Your task: Which lines of the entries below hold the word "failed"? Report each of them.

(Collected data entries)
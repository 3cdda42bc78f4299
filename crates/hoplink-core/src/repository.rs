use crate::error::StorageError;
use crate::shortcode::ShortCode;
use async_trait::async_trait;
use jiff::Timestamp;
use serde::{Deserialize, Serialize};

/// Type alias for repository results.
pub type Result<T> = std::result::Result<T, StorageError>;

/// A stored URL mapping.
///
/// Serialized field names follow the cache wire format
/// (`{"longUrl": ..., "expiresAt": ...}`).
#[derive(Debug, Clone, PartialEq, Serialize, Deserialize)]
#[serde(rename_all = "camelCase")]
pub struct UrlRecord {
    /// The original URL that was shortened.
    pub long_url: String,
    /// When the mapping expires, if ever.
    pub expires_at: Option<Timestamp>,
}

impl UrlRecord {
    /// Whether the mapping is logically dead at the given instant.
    pub fn is_expired(&self, now: Timestamp) -> bool {
        self.expires_at.is_some_and(|at| at <= now)
    }
}

/// A read-only view of the durable store.
///
/// This trait provides only the read operations from [`Repository`],
/// allowing the redirector to have read-only access.
#[async_trait]
pub trait ReadRepository: Send + Sync + 'static {
    /// Retrieves the URL record for a given short code.
    ///
    /// Returns `None` if the code does not exist. Expired records are
    /// returned as-is; expiry enforcement belongs to the caller, which
    /// must distinguish "never existed" from "existed but expired".
    async fn find(&self, code: &ShortCode) -> Result<Option<UrlRecord>>;
}

/// The durable store contract.
///
/// The store's uniqueness constraint on the code is the single source of
/// truth: [`Repository::insert`] reports a violation as
/// [`StorageError::Conflict`], never by silently overwriting.
#[async_trait]
pub trait Repository: ReadRepository {
    /// Inserts a new URL record.
    ///
    /// Returns `Err(Conflict)` if the code already exists, including when
    /// a concurrent writer inserted it between a read and this write.
    async fn insert(&self, code: &ShortCode, record: UrlRecord) -> Result<()>;

    /// Repoints an existing record to a new URL and expiry.
    ///
    /// The code is the record's identity; `created_at` is preserved and
    /// `updated_at` is owned by the store.
    async fn update(&self, code: &ShortCode, record: UrlRecord) -> Result<()>;
}
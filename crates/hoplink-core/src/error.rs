use thiserror::Error;

/// Errors related to the core types of the URL shortener.
pub type Result<T> = std::result::Result<T, CoreError>;

#[derive(Debug, Clone, Error)]
pub enum CoreError {
    #[error("invalid short code: {0}")]
    InvalidShortCode(String),
}

/// Errors produced by durable store implementations.
///
/// `Conflict` is the typed uniqueness-violation outcome. It is the single
/// arbitration point for concurrent writers and must be distinguishable
/// from every other failure.
#[derive(Debug, Clone, Error)]
pub enum StorageError {
    #[error("short code already exists: {0}")]
    Conflict(String),
    #[error("storage backend unavailable: {0}")]
    Unavailable(String),
    #[error("storage operation timed out: {0}")]
    Timeout(String),
    #[error("storage query failed: {0}")]
    Query(String),
    #[error("stored data is invalid: {0}")]
    InvalidData(String),
    #[error("storage operation failed: {0}")]
    Operation(String),
}

#[derive(Debug, Clone, Error)]
pub enum CacheError {
    #[error("cache backend unavailable: {0}")]
    Unavailable(String),
    #[error("cache operation timed out: {0}")]
    Timeout(String),
    #[error("cache serialization failed: {0}")]
    Serialization(String),
    #[error("cache value is invalid: {0}")]
    InvalidData(String),
    #[error("cache initialization failed: {0}")]
    Initialization(String),
    #[error("cache operation failed: {0}")]
    Operation(String),
}
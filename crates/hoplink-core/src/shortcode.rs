use crate::error::CoreError;
use serde::{Deserialize, Serialize};
use std::fmt::Display;

/// A validated short code identifier for a shortened URL.
///
/// Custom aliases must be 3-50 characters long and contain only
/// alphanumeric characters, hyphens, or underscores. Generated codes
/// are produced by a trusted generator and bypass validation via
/// [`ShortCode::new_unchecked`].
#[derive(Clone, Debug, PartialEq, Eq, Hash, Serialize, Deserialize)]
#[serde(transparent)]
pub struct ShortCode(String);

const MIN_LENGTH: usize = 3;
const MAX_LENGTH: usize = 50;

impl ShortCode {
    /// Creates a new `ShortCode` after validating the input.
    ///
    /// Valid codes are 3-50 characters and contain only `[a-zA-Z0-9_-]`.
    pub fn new(code: impl Into<String>) -> std::result::Result<Self, CoreError> {
        let code = code.into();
        Self::validate(&code)?;
        Ok(Self(code))
    }

    /// Creates a `ShortCode` without validation.
    ///
    /// Use this only for codes produced by trusted internal sources
    /// (e.g. the hash generator, which is guaranteed to emit base62 output).
    pub fn new_unchecked(code: impl Into<String>) -> Self {
        Self(code.into())
    }

    /// Returns the short code as a string slice.
    pub fn as_str(&self) -> &str {
        &self.0
    }

    fn validate(code: &str) -> std::result::Result<(), CoreError> {
        if code.len() < MIN_LENGTH || code.len() > MAX_LENGTH {
            return Err(CoreError::InvalidShortCode(format!(
                "length must be between {} and {}, got {}",
                MIN_LENGTH,
                MAX_LENGTH,
                code.len()
            )));
        }

        if !code
            .chars()
            .all(|c| c.is_ascii_alphanumeric() || c == '-' || c == '_')
        {
            return Err(CoreError::InvalidShortCode(format!(
                "must contain only alphanumeric characters, hyphens, or underscores: '{}'",
                code
            )));
        }

        Ok(())
    }
}

impl Display for ShortCode {
    fn fmt(&self, f: &mut std::fmt::Formatter<'_>) -> std::fmt::Result {
        f.write_str(&self.0)
    }
}
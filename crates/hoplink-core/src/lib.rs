//! Core types and traits for the Hoplink URL shortener.
//!
//! This crate provides the shared data model and the collaborator
//! contracts (durable store, TTL cache, clock) used by both the
//! shortener service and the redirector service.

pub mod cache;
pub mod clock;
pub mod error;
pub mod repository;
pub mod shortcode;

pub use cache::{cache_ttl, CacheTtl, UrlCache};
pub use clock::{Clock, ManualClock, SystemClock};
pub use error::{CacheError, CoreError, StorageError};
pub use repository::{ReadRepository, Repository, UrlRecord};
pub use shortcode::ShortCode;
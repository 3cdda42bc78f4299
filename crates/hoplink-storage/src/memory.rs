use async_trait::async_trait;
use dashmap::mapref::entry::Entry;
use dashmap::DashMap;
use hoplink_core::error::StorageError;
use hoplink_core::repository::{ReadRepository, Repository, Result, UrlRecord};
use hoplink_core::shortcode::ShortCode;
use std::sync::Arc;

/// An in-memory repository backed by a concurrent map.
///
/// The entry API gives the same check-and-insert atomicity a database
/// uniqueness constraint provides, so the duplicate-key race path can be
/// exercised in tests without a real database. Clones share the
/// underlying map, like a pooled database handle.
#[derive(Debug, Clone, Default)]
pub struct InMemoryRepository {
    items: Arc<DashMap<String, UrlRecord>>,
}

impl InMemoryRepository {
    pub fn new() -> Self {
        Self::default()
    }

    /// Number of stored records.
    pub fn len(&self) -> usize {
        self.items.len()
    }

    pub fn is_empty(&self) -> bool {
        self.items.is_empty()
    }
}

#[async_trait]
impl ReadRepository for InMemoryRepository {
    async fn find(&self, code: &ShortCode) -> Result<Option<UrlRecord>> {
        Ok(self.items.get(code.as_str()).map(|entry| entry.value().clone()))
    }
}

#[async_trait]
impl Repository for InMemoryRepository {
    async fn insert(&self, code: &ShortCode, record: UrlRecord) -> Result<()> {
        match self.items.entry(code.as_str().to_string()) {
            Entry::Occupied(_) => Err(StorageError::Conflict(code.to_string())),
            Entry::Vacant(vacant) => {
                vacant.insert(record);
                Ok(())
            }
        }
    }

    async fn update(&self, code: &ShortCode, record: UrlRecord) -> Result<()> {
        match self.items.get_mut(code.as_str()) {
            Some(mut existing) => {
                *existing = record;
                Ok(())
            }
            None => Err(StorageError::Operation(format!(
                "no record to update for code '{}'",
                code
            ))),
        }
    }
}
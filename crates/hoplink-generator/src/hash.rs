use crate::Generator;
use hoplink_core::ShortCode;
use sha2::{Digest, Sha256};

/// Digits first, then lowercase, then uppercase. The digit order matters:
/// codes are read back as base62 remainders, so reordering the alphabet
/// would change every generated code.
const BASE62_ALPHABET: &[u8; 62] =
    b"0123456789abcdefghijklmnopqrstuvwxyzABCDEFGHIJKLMNOPQRSTUVWXYZ";

pub const DEFAULT_CODE_LENGTH: usize = 7;

/// Derives fixed-length base62 codes from a SHA-256 digest.
///
/// The digest of `long_url` concatenated with the decimal form of the
/// attempt counter is read as one big unsigned integer and repeatedly
/// divided by 62; each remainder maps to an alphabet character, least
/// significant digit first. The digest is fixed-size, so the division
/// loop is bounded by the code length.
#[derive(Debug, Clone)]
pub struct HashGenerator {
    length: usize,
}

impl HashGenerator {
    /// Creates a generator emitting codes of the default length (7).
    pub fn new() -> Self {
        Self::with_length(DEFAULT_CODE_LENGTH)
    }

    /// Creates a generator emitting codes of the given length.
    pub fn with_length(length: usize) -> Self {
        Self { length }
    }

    /// The length of every code this generator emits.
    pub fn length(&self) -> usize {
        self.length
    }
}

impl Default for HashGenerator {
    fn default() -> Self {
        Self::new()
    }
}

impl Generator for HashGenerator {
    fn generate(&self, long_url: &str, attempt: u32) -> ShortCode {
        let mut hasher = Sha256::new();
        hasher.update(long_url.as_bytes());
        hasher.update(attempt.to_string().as_bytes());
        let mut digest: [u8; 32] = hasher.finalize().into();

        let mut code = String::with_capacity(self.length);
        for _ in 0..self.length {
            let remainder = div_rem_62(&mut digest);
            code.push(BASE62_ALPHABET[remainder as usize] as char);
        }

        ShortCode::new_unchecked(code)
    }
}

/// Divides the big-endian integer in `digits` by 62 in place and
/// returns the remainder.
fn div_rem_62(digits: &mut [u8; 32]) -> u8 {
    let mut remainder: u32 = 0;
    for byte in digits.iter_mut() {
        let acc = remainder * 256 + u32::from(*byte);
        *byte = (acc / 62) as u8;
        remainder = acc % 62;
    }
    remainder as u8
}
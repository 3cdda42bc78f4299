use async_trait::async_trait;
use redis::AsyncCommands;
use std::time::Duration;
use tracing::{debug, trace, warn};
use hoplink_core::cache::Result;
use hoplink_core::{CacheError, ShortCode, UrlCache, UrlRecord};

/// A Redis-based implementation of [`UrlCache`].
///
/// Records are stored as JSON strings (`{"longUrl": ..., "expiresAt": ...}`)
/// under a configurable key prefix, with the TTL applied via `SET EX`.
#[derive(Debug, Clone)]
pub struct RedisUrlCache {
    conn: redis::aio::MultiplexedConnection,
    key_prefix: String,
}

impl RedisUrlCache {
    /// Creates a Redis URL cache from an existing multiplexed connection.
    pub fn new(conn: redis::aio::MultiplexedConnection) -> Self {
        Self {
            conn,
            key_prefix: "url:".to_string(),
        }
    }

    /// Creates a Redis URL cache by opening a new connection.
    pub async fn connect(redis_url: &str) -> Result<Self> {
        let client = redis::Client::open(redis_url)
            .map_err(|e| CacheError::Initialization(e.to_string()))?;
        let conn = client
            .get_multiplexed_async_connection()
            .await
            .map_err(|e| CacheError::Initialization(e.to_string()))?;
        Ok(Self::new(conn))
    }

    /// Creates a Redis URL cache with a custom key prefix.
    pub fn with_prefix(
        conn: redis::aio::MultiplexedConnection,
        key_prefix: impl Into<String>,
    ) -> Self {
        Self {
            conn,
            key_prefix: key_prefix.into(),
        }
    }

    /// Generates the cache key for a short code.
    fn cache_key(&self, code: &ShortCode) -> String {
        format!("{}{}", self.key_prefix, code.as_str())
    }
}

fn map_redis_error(err: redis::RedisError) -> CacheError {
    if err.is_timeout() {
        CacheError::Timeout(err.to_string())
    } else if err.is_io_error() || err.is_connection_refusal() {
        CacheError::Unavailable(err.to_string())
    } else {
        CacheError::Operation(err.to_string())
    }
}

#[async_trait]
impl UrlCache for RedisUrlCache {
    async fn get_url(&self, code: &ShortCode) -> Result<Option<UrlRecord>> {
        let key = self.cache_key(code);
        trace!(code = %code, "fetching URL record from Redis cache");

        let mut conn = self.conn.clone();
        match conn.get::<_, Option<String>>(&key).await {
            Ok(Some(cached)) => match serde_json::from_str::<UrlRecord>(&cached) {
                Ok(record) => {
                    debug!(code = %code, "cache hit in Redis");
                    Ok(Some(record))
                }
                Err(e) => {
                    // An undecodable entry is a miss, not an error: the
                    // durable store can always rebuild it.
                    warn!(code = %code, error = %e, "failed to deserialize cached record, treating as miss");
                    Ok(None)
                }
            },
            Ok(None) => {
                trace!(code = %code, "cache miss in Redis");
                Ok(None)
            }
            Err(e) => {
                warn!(code = %code, error = %e, "Redis error on get");
                Err(map_redis_error(e))
            }
        }
    }

    async fn set_url(
        &self,
        code: &ShortCode,
        record: &UrlRecord,
        ttl: Option<Duration>,
    ) -> Result<()> {
        let key = self.cache_key(code);
        trace!(code = %code, ttl = ?ttl, "storing URL record in Redis cache");

        let json = serde_json::to_string(record)
            .map_err(|e| CacheError::Serialization(e.to_string()))?;

        let mut conn = self.conn.clone();
        let result = if let Some(ttl) = ttl {
            conn.set_ex::<_, _, ()>(&key, json, ttl.as_secs()).await
        } else {
            conn.set::<_, _, ()>(&key, json).await
        };

        match result {
            Ok(()) => {
                debug!(code = %code, "cached record in Redis");
                Ok(())
            }
            Err(e) => {
                warn!(code = %code, error = %e, "failed to cache record in Redis");
                Err(map_redis_error(e))
            }
        }
    }

    async fn del(&self, code: &ShortCode) -> Result<()> {
        let key = self.cache_key(code);
        trace!(code = %code, "removing URL record from Redis cache");

        let mut conn = self.conn.clone();
        match conn.del::<_, ()>(&key).await {
            Ok(()) => {
                debug!(code = %code, "removed record from Redis cache");
                Ok(())
            }
            Err(e) => {
                warn!(code = %code, error = %e, "failed to remove record from Redis cache");
                Err(map_redis_error(e))
            }
        }
    }
}

// Tests that require a running Redis instance belong in an integration
// suite; the contract itself is exercised against MokaUrlCache and the
// recording doubles in the service crates.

Result of the exercise:
    #[error("storage query failed: {0}")]
    #[error("storage operation failed: {0}")]
    #[error("cache serialization failed: {0}")]
    #[error("cache initialization failed: {0}")]
    #[error("cache operation failed: {0}")]
                    warn!(code = %code, error = %e, "failed to deserialize cached record, treating as miss");
                warn!(code = %code, error = %e, "failed to cache record in Redis");
                warn!(code = %code, error = %e, "failed to remove record from Redis cache");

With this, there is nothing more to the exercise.